Orgel-Unterricht

Die Nachfrage nach Orgelunterricht ist heutzutage nur noch sehr gering. Die modernen Keyboards haben die Orgeln verdrängt, weil das Keyboardspiel leichter zu erlernen ist. Dennoch haben einige Familien zuhause noch eine Orgel in ihrem Wonhnzimmer stehen, und der Wunsch nach Orgelunterricht besteht nach wie vor, damit das 'gute alte Stück' nicht als reines Möbel verkommt.

Aber wer unterrichtet so etwas noch?

Wir sind eine der wenigen Musikschulen, die noch Orgelunterricht auf einer 2-manualigen Orgel mit 13-Tasten-Pedal anbieten.

Beim Orgelspiel ist wesentlich mehr zu tun, als beim Keyboardspiel. Die linke Hand spielt nach Noten, und zwar im Baßschlüssel, und die Füße, zumindest der linke Fuß, haben auch eine Menge zu tun. Dabei muß eine Orgel keineswegs schlechter klingen, als ein Keyboard. Es gibt inzwischen zweimanualige Orgeln mit Pedal, die in technischer Hinsicht, was Ausstattung, Sounds, Begleitautomatik etc. angeht, den modernen Keyboards in keiner Weise nachstehen. Die Tatsache, dass man bei einer modernen Orgel noch sehr vieles selber spielen kann, aber nicht muß, macht dieses Instrument besonders interessant. Gerade deswegen, weil man beim Orgelspiel nicht alles der eingebauten Technik überlassen muß, kann man die Musik viel lebendiger und individueller gestalten.

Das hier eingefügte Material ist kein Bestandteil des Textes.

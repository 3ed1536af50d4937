//! JSON file segment store.
//!
//! Writes go to a sibling temp file which is then renamed over the target,
//! so a crash mid-write never leaves a truncated list behind.

use async_trait::async_trait;
use std::io::ErrorKind;
use std::path::{Path, PathBuf};

use super::SegmentStore;
use crate::types::Segment;

/// Error type for the JSON file store.
#[derive(Debug, thiserror::Error)]
pub enum JsonStoreError {
    /// Filesystem failure.
    #[error("I/O error on {path}: {source}")]
    Io {
        /// File involved.
        path: PathBuf,
        /// Underlying error.
        #[source]
        source: std::io::Error,
    },

    /// The file is not a valid segment list.
    #[error("Malformed segment file {path}: {source}")]
    Json {
        /// File involved.
        path: PathBuf,
        /// Underlying error.
        #[source]
        source: serde_json::Error,
    },
}

/// Segment store backed by one JSON file.
#[derive(Debug, Clone)]
pub struct JsonFileSegmentStore {
    path: PathBuf,
}

impl JsonFileSegmentStore {
    /// Store at `path`. The file is created on first save.
    pub fn new(path: impl Into<PathBuf>) -> Self {
        Self { path: path.into() }
    }

    /// Load path from `TRIP_STORE_PATH`, falling back to `trip_segments.json`.
    pub fn from_env() -> Self {
        Self::new(std::env::var("TRIP_STORE_PATH").unwrap_or_else(|_| "trip_segments.json".to_string()))
    }

    /// File backing the store.
    pub fn path(&self) -> &Path {
        &self.path
    }

    fn io_error(&self, source: std::io::Error) -> JsonStoreError {
        JsonStoreError::Io {
            path: self.path.clone(),
            source,
        }
    }
}

#[async_trait]
impl SegmentStore for JsonFileSegmentStore {
    type Error = JsonStoreError;

    async fn load_segments(&self) -> Result<Vec<Segment>, Self::Error> {
        let bytes = match tokio::fs::read(&self.path).await {
            Ok(bytes) => bytes,
            Err(e) if e.kind() == ErrorKind::NotFound => return Ok(Vec::new()),
            Err(e) => return Err(self.io_error(e)),
        };
        serde_json::from_slice(&bytes).map_err(|source| JsonStoreError::Json {
            path: self.path.clone(),
            source,
        })
    }

    async fn save_segments(&self, segments: &[Segment]) -> Result<(), Self::Error> {
        let bytes = serde_json::to_vec_pretty(segments).map_err(|source| JsonStoreError::Json {
            path: self.path.clone(),
            source,
        })?;

        let mut tmp = self.path.clone().into_os_string();
        tmp.push(".tmp");
        let tmp = PathBuf::from(tmp);

        tokio::fs::write(&tmp, &bytes).await.map_err(|e| self.io_error(e))?;
        tokio::fs::rename(&tmp, &self.path).await.map_err(|e| self.io_error(e))?;

        tracing::debug!(path = %self.path.display(), segments = segments.len(), "segments saved");
        Ok(())
    }
}

#[cfg(test)]
mod tests {
    use super::*;

    fn scratch(name: &str) -> PathBuf {
        std::env::temp_dir().join(format!("trip-timeline-{}-{name}.json", uuid::Uuid::new_v4()))
    }

    #[tokio::test]
    async fn test_missing_file_is_empty() {
        let store = JsonFileSegmentStore::new(scratch("missing"));
        assert!(store.load_segments().await.unwrap().is_empty());
    }

    #[tokio::test]
    async fn test_round_trip_through_disk() {
        let path = scratch("roundtrip");
        let store = JsonFileSegmentStore::new(&path);
        let segments = vec![Segment::trip_start("Home"), Segment::stop("Lake"), Segment::trip_end("Home")];

        store.save_segments(&segments).await.unwrap();
        assert_eq!(store.load_segments().await.unwrap(), segments);

        let _ = std::fs::remove_file(path);
    }

    #[tokio::test]
    async fn test_malformed_file_is_an_error() {
        let path = scratch("malformed");
        std::fs::write(&path, b"{not json").unwrap();

        let err = JsonFileSegmentStore::new(&path).load_segments().await.unwrap_err();
        assert!(matches!(err, JsonStoreError::Json { .. }));

        let _ = std::fs::remove_file(path);
    }
}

Ein Problem stellt sicherlich das noch zur Verfügung stehende Unterrichtsmaterial dar. Kaum ein Verlag kümmert sich heute noch um zeitgemäße Orgelschulen, denn 'Orgel will ja doch keiner mehr lernen'. So sind die Orgelschulen hoffnungslos überaltert. Es gibt zwar immer noch genügend zeitgemäßes Notenmaterial für elektronische Orgeln, und auch in diesem Bereich erscheint ständig etwas Neues. Aber die leicht spielbaren Stücke klingen meist billig und schlecht, und die gut klingenden Arangements sind oft viel zu schwer zu spielen.

Das haben wir natürlich erkannt, und obwohl wir auch z.T. nach diesen Orgelschulen unterrichten, ergänzen wir diese zumindest mit einer inzwischen umfangreichen Sammlung selbsterstellter, zeitgemäßer, aber spielbarer Orgelstücke, und wir haben da für jeden Schwierigkeitsgrad etwas.

Einen großen Schwerpunkt legen wir auf's Improvisieren, welches jeder Orgelschüler erlernen sollte, sobald er die elementaren Grundkenntnisse des Orgelspiels beherrscht. Dadurch ist er dann in der Lage, für sich das vorhandene Notenmaterial, je nach seinen Fähigkeiten, anders zu spielen. Aus einem zu schwierigen Stück sucht man sich dann das Wesentliche heraus, so dass es spielbar wird, aus einem zu leichten Stück macht man durch Hinzufügen von Zweitstimmen oder Akkorden, oder durch interessantere rhythmische Begleitung, mehr, so dass es dann professioneller klingt. Und das alles, ohne die Noten umschreiben zu müssen. Ja, sogar das Orgelspielen nach Keyboard-Noten ist dann möglich.

Dazu sind natürlich ausreichende Kenntnisse in Theorie erforderlich, wofür wir ca. 1/3 der Unterrichtszeit verwenden.